Transformação pela arte e pelo gesto: Grace Passô fala sobre a cultura, racismo e teatro político

Vanessa Perroni
vperroni@hojeemdia.com.br
06/11/2016 às 15:55.
Atualizado em 15/11/2021 às 21:32
 (Lucas Prates)

(Lucas Prates)

A necessidade de dar voz às próprias ideologias e de não reverberar preconceitos e visões que não lhe cabem serve como espécie de mola propulsora para os trabalhos da artista mineira Grace Passô. Dona de um talento balizado pela crítica e que vai da interpretação à dramaturgia, ela vive bem no estilo “tudo/ao mesmo tempo/agora”. “Esse ano estive mais na interpretação”, comenta Grace, que recentemente circulou com a peça “Vaga Carne”, parte do projeto Grãos da Imagem, reunião de peças em torno de temas identitários, e que já prepara livro com o texto do espetáculo. 

Não bastasse, no próximo ano ela também estreia um espetáculo com a Companhia Brasileira de Teatro, com a qual fez o espetáculo “Krum”. O trabalho será uma coprodução Brasil/Alemanhã. Uma das fundadoras do grupo Espanca!, de Belo Horizonte, Grace Passô conversou com o Hoje em Dia sobre assuntos como racismo, cultura na capital mineira e teatro político.

“Nós vivemos em regime de urgência. Um tempo de transformações muito aceleradas. Isso é perceptível também nas artes cênicas. Você vê grupos pensando sobre temas que estão em voga como a negritude e as relacionadas ao gênero”

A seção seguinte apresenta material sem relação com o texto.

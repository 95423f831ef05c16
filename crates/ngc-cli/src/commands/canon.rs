//! `ngcpy canon`: print the bound canon catalogue

use colored::*;
use ngc_python::canon::{BOUND, OMITTED};

pub fn handle_canon(filter: Option<&str>, omitted: bool) {
    let matches = |name: &str| {
        filter.map_or(true, |f| name.to_ascii_uppercase().contains(&f.to_ascii_uppercase()))
    };

    if omitted {
        for name in OMITTED.iter().filter(|&&name| matches(name)) {
            println!("{}", name.dimmed());
        }
        return;
    }

    for spec in BOUND.iter().filter(|spec| matches(spec.name)) {
        println!("{}", spec);
    }
}
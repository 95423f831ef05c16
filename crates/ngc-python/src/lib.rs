//! Python oword bridge for an RS274/NGC interpreter
//!
//! Lets an interpreter call procedures defined in a Python script during
//! readahead. The script sees two modules:
//!
//! - `InterpMod`: selected interpreter state (pockets, tool-change flag,
//!   parameters, call depth) bound to the calling interpreter
//! - `CanonMod`: the canonical machining primitives, forwarded to the host
//!
//! A procedure is called with one list of [`CALL_ARITY`] floats plus any
//! configured keyword extras, and may return a number or `None`. Python
//! exceptions never cross into the host; they are formatted with their
//! traceback and delivered through [`Interpreter::report_error`].

pub mod canon;
mod context;
pub mod errors;
pub mod host;
mod initialization;
mod interp_module;
mod invoker;
mod settings;
pub mod setup;
pub mod traceback;
mod value;

pub use canon::{Canon, CanonArg, CanonRecord, CanonSpec, CanonValue, RecordingCanon};
pub use context::InterpContext;
pub use errors::{BridgeError, CallError, ContextError};
pub use host::{Interpreter, StandaloneInterp};
pub use initialization::{runtime, Bridge, EmbeddingStatus, RuntimeInfo};
pub use interp_module::{INTERP_MODULE, PyInterp, PyParams};
pub use invoker::{CallOutcome, ResolveError};
pub use settings::BridgeSettings;
pub use setup::{ParamError, ParameterTable, Setup, CALL_ARITY};
pub use value::PyValue;

pub use canon::module::CANON_MODULE;
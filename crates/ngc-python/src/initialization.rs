//! Embedded runtime startup and script loading
//!
//! The Python runtime is process-wide: it is started at most once through a
//! `OnceCell` and never torn down. Scripts are per-bridge. Each [`Bridge`]
//! loads one script into its own namespace, with `InterpMod` and `CanonMod`
//! bound to that bridge's [`InterpContext`].
//!
//! ## Status
//!
//! A bridge starts `Uninitialized`. The first successful load moves it to
//! `Ok`; an exception while executing the script moves it to `Failed`. Both are
//! terminal, later `initialize` calls just report the status. Configuration
//! problems (no module, unresolvable path) leave it `Uninitialized` so the
//! host can fix the setting and retry.

use crate::canon::module::{build_canon_module, CANON_MODULE};
use crate::context::InterpContext;
use crate::errors::BridgeError;
use crate::interp_module::{build_interp_module, INTERP_MODULE};
use crate::invoker::kwargs::build_kwargs;
use crate::settings::BridgeSettings;
use crate::traceback::format_exception;
use ngc_config::module_paths::resolve_module_path;
use ngc_logger as logger;
use once_cell::sync::OnceCell;
use pyo3::prelude::*;
use pyo3::types::{PyBytes, PyDict, PyList, PyModule};
use std::fmt;
use std::fs;
use std::path::{Path, PathBuf};

/// Facts about the process-wide runtime
#[derive(Debug, Clone)]
pub struct RuntimeInfo {
    pub version: String,
}

static RUNTIME: OnceCell<RuntimeInfo> = OnceCell::new();

/// Start the embedded runtime if this process has not done so yet
pub fn runtime() -> &'static RuntimeInfo {
    RUNTIME.get_or_init(|| {
        let start_time = std::time::Instant::now();
        Python::initialize();
        let version = Python::attach(|py| py.version().to_string());
        logger::debug(&format!(
            "Python {} initialized in {:?}",
            version.lines().next().unwrap_or_default(),
            start_time.elapsed()
        ));
        RuntimeInfo { version }
    })
}

/// Load state of a bridge's script
#[derive(Debug, Clone, Copy, PartialEq, Eq)]
pub enum EmbeddingStatus {
    Uninitialized,
    Ok,
    Failed,
}

impl fmt::Display for EmbeddingStatus {
    fn fmt(&self, f: &mut fmt::Formatter<'_>) -> fmt::Result {
        let name = match self {
            EmbeddingStatus::Uninitialized => "uninitialized",
            EmbeddingStatus::Ok => "ok",
            EmbeddingStatus::Failed => "failed",
        };
        f.write_str(name)
    }
}

/// Python objects owned by a loaded script
pub(crate) struct LoadedScript {
    pub(crate) namespace: Py<PyDict>,
    interp_module: Py<PyModule>,
    canon_module: Py<PyModule>,
    pub(crate) kwargs: Option<Py<PyDict>>,
}

impl LoadedScript {
    /// Make this script's modules the ones `import InterpMod` / `import CanonMod` see
    pub(crate) fn bind_modules(&self, py: Python<'_>) -> PyResult<()> {
        register_modules(
            py,
            self.interp_module.bind(py),
            self.canon_module.bind(py),
        )
    }
}

fn register_modules(
    py: Python<'_>,
    interp_module: &Bound<'_, PyModule>,
    canon_module: &Bound<'_, PyModule>,
) -> PyResult<()> {
    let modules = PyModule::import(py, "sys")?.getattr("modules")?;
    modules.set_item(INTERP_MODULE, interp_module)?;
    modules.set_item(CANON_MODULE, canon_module)?;
    Ok(())
}

/// Oword bridge between one interpreter and one Python script
pub struct Bridge {
    pub(crate) settings: BridgeSettings,
    pub(crate) ctx: InterpContext,
    status: EmbeddingStatus,
    script_path: Option<PathBuf>,
    last_error: Option<String>,
    pub(crate) loaded: Option<LoadedScript>,
}

impl Bridge {
    pub fn new(settings: BridgeSettings, ctx: InterpContext) -> Self {
        Self {
            settings,
            ctx,
            status: EmbeddingStatus::Uninitialized,
            script_path: None,
            last_error: None,
            loaded: None,
        }
    }

    pub fn status(&self) -> EmbeddingStatus {
        self.status
    }

    /// Canonical path of the loaded script
    pub fn script_path(&self) -> Option<&Path> {
        self.script_path.as_deref()
    }

    /// Formatted failure of the last load attempt
    pub fn last_error(&self) -> Option<&str> {
        self.last_error.as_deref()
    }

    pub fn settings(&self) -> &BridgeSettings {
        &self.settings
    }

    pub fn context(&self) -> &InterpContext {
        &self.ctx
    }

    /// Load the configured script
    ///
    /// Returns the resulting status. A script that raises while loading is not
    /// an `Err`: the bridge is marked `Failed` and the traceback is reported on
    /// the interpreter's error channel.
    pub fn initialize(&mut self) -> Result<EmbeddingStatus, BridgeError> {
        if self.status != EmbeddingStatus::Uninitialized {
            logger::debug(&format!(
                "init_python: already initialized, status {}",
                self.status
            ));
            return Ok(self.status);
        }

        let path = match resolve_module_path(
            self.settings.module_name(),
            self.settings.module_dir.as_deref(),
        ) {
            Ok(path) => path,
            Err(e) => {
                let err = BridgeError::from(e);
                self.ctx.report_error(&format!("init_python: {}", err));
                return Err(err);
            }
        };

        runtime();
        logger::debug(&format!("init_python: loading {}", path.display()));
        let result = Python::attach(|py| self.load(py, &path));
        self.script_path = Some(path);

        match result {
            Ok(loaded) => {
                self.loaded = Some(loaded);
                self.status = EmbeddingStatus::Ok;
                logger::debug(&format!(
                    "init_python: {} loaded",
                    self.settings.module_name()
                ));
            }
            Err(message) => {
                self.status = EmbeddingStatus::Failed;
                logger::python(&message);
                self.ctx.report_error(&format!("init_python: {}", message));
                self.last_error = Some(message);
            }
        }
        Ok(self.status)
    }

    /// Fail unless the script is loaded
    pub fn ensure_loaded(&self) -> Result<(), BridgeError> {
        match self.status {
            EmbeddingStatus::Ok => Ok(()),
            EmbeddingStatus::Uninitialized => Err(BridgeError::NotInitialized),
            EmbeddingStatus::Failed => Err(BridgeError::ModuleLoad {
                path: self.script_path.clone().unwrap_or_default(),
                message: self.last_error.clone().unwrap_or_default(),
            }),
        }
    }

    fn load(&self, py: Python<'_>, path: &Path) -> Result<LoadedScript, String> {
        let source =
            fs::read(path).map_err(|e| format!("can't read '{}': {}", path.display(), e))?;
        self.exec_script(py, path, &source)
            .map_err(|err| format_exception(py, &err))
    }

    /// Compile from raw bytes so a PEP 263 coding declaration decides the encoding
    fn exec_script(&self, py: Python<'_>, path: &Path, source: &[u8]) -> PyResult<LoadedScript> {
        let interp_module = build_interp_module(py, &self.ctx)?;
        let canon_module = build_canon_module(py, &self.ctx)?;
        register_modules(py, &interp_module, &canon_module)?;

        let path_str = path.to_string_lossy();
        if let Some(dir) = path.parent() {
            add_to_sys_path(py, dir)?;
        }

        let builtins = PyModule::import(py, "builtins")?;
        let namespace = PyDict::new(py);
        namespace.set_item("__name__", "__main__")?;
        namespace.set_item("__file__", path_str.as_ref())?;
        namespace.set_item("__builtins__", &builtins)?;
        namespace.set_item(INTERP_MODULE, &interp_module)?;
        namespace.set_item(CANON_MODULE, &canon_module)?;

        let source = PyBytes::new(py, source);
        let code = builtins.call_method1("compile", (source, path_str.as_ref(), "exec"))?;
        builtins.call_method1("exec", (code, &namespace, &namespace))?;

        let kwargs = build_kwargs(py, &self.settings.kwargs)?;
        Ok(LoadedScript {
            namespace: namespace.unbind(),
            interp_module: interp_module.unbind(),
            canon_module: canon_module.unbind(),
            kwargs: kwargs.map(Bound::unbind),
        })
    }
}

fn add_to_sys_path(py: Python<'_>, dir: &Path) -> PyResult<()> {
    let sys_path = PyModule::import(py, "sys")?.getattr("path")?;
    let sys_path = sys_path.cast::<PyList>()?;
    let dir = dir.to_string_lossy();
    if !sys_path.contains(dir.as_ref())? {
        sys_path.insert(0, dir.as_ref())?;
        logger::debug(&format!("Added {} to sys.path", dir));
    }
    Ok(())
}

impl fmt::Debug for Bridge {
    fn fmt(&self, f: &mut fmt::Formatter<'_>) -> fmt::Result {
        f.debug_struct("Bridge")
            .field("module", &self.settings.module_name())
            .field("status", &self.status)
            .field("script_path", &self.script_path)
            .finish_non_exhaustive()
    }
}

#[cfg(test)]
mod tests {
    use super::*;

    #[test]
    fn test_status_display() {
        assert_eq!(EmbeddingStatus::Uninitialized.to_string(), "uninitialized");
        assert_eq!(EmbeddingStatus::Failed.to_string(), "failed");
    }

    #[test]
    fn test_runtime_starts_once() {
        let first = runtime() as *const RuntimeInfo;
        let second = runtime() as *const RuntimeInfo;
        assert_eq!(first, second);
        assert!(runtime().version.starts_with('3'));
    }
}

Você defende um teatro genuinamente brasileiro. O que o caracteriza?
Essa pergunta é difícil de responder, mas uma primeira coisa que caracteriza o teatro brasileiro é a forma de produção. De um modo geral falo do teatro do qual faço parte. As companhias no Brasil representam nichos de resistência mesmo em uma lógica mercadológica. Acho que isso é o que mais define. São esses coletivos e os ajuntamentos de artistas de teatro que buscam uma conversa com o poder público para criar políticas mais consistentes. Esteticamente, existe uma diversidade muito grande, e quando você viaja pelo Brasil vê que essa diversidade é feroz. É tão difícil definir o que é o teatro brasileiro como é difícil definir o que é o Brasil. Em cada parte do país os artistas sobrevivem e vivem de formas diferentes com o teatro. 

Como foi a decisão de sair do Espanca!? 
Fique no grupo durante 10 anos. É um projeto importante na minha vida e foi um período de um nítido amadurecimento particular em relação ao teatro. Ainda me apresento com o grupo e viajo com parte do repertório. O processo de saída foi muito natural. Não foi um desejo de saída para desenvolver projetos particulares, porque mesmo dentro do Espanca! eu já desenvolvia trabalhos com outros coletivos. Minha vida continua assim, ligada sempre às mesmas turmas do teatro brasileiro. Foi um processo natural de reconhecimento, em um determinado momento, de que funcionaríamos melhor com certa distância. Tanto o próprio grupo quanto eu. Isso é algo recorrente com muitos artistas. Isso ia arejar as nossas produções.Lucas Prates 

O grupo (Espanca!) teve rápido reconhecimento e conquistou alguns prêmios. Isso pode viciar o olhar de quem está em um processo de amadurecimento do trabalho?
Pode. Você pode fazer um trabalho quando está começando um grupo e esse trabalho ser muito reconhecido. “Por Elise” foi uma loucura. Isso é um grande privilégio porque é muito difícil circular com os espetáculos, mesmo estando na região Sudeste e em uma capital. A dificuldade de começar com uma peça muito reconhecida é que isso pode minar o amadurecimento artístico. Isso pode desacelerar um processo de pesquisa do coletivo. Um grupo ou um artista precisa de tempo para entender e elaborar um pensamento mais profundo sobre o que faz. Desde o início tínhamos consciência disso. O que buscamos foi continuar a fazer pontes, estabelecer parcerias e aprofundar as pesquisas, ter coragem de inovar e não repetir determinados procedimentos que deram muito certo. Ou seja, teve muita preocupação em continuar em movimento.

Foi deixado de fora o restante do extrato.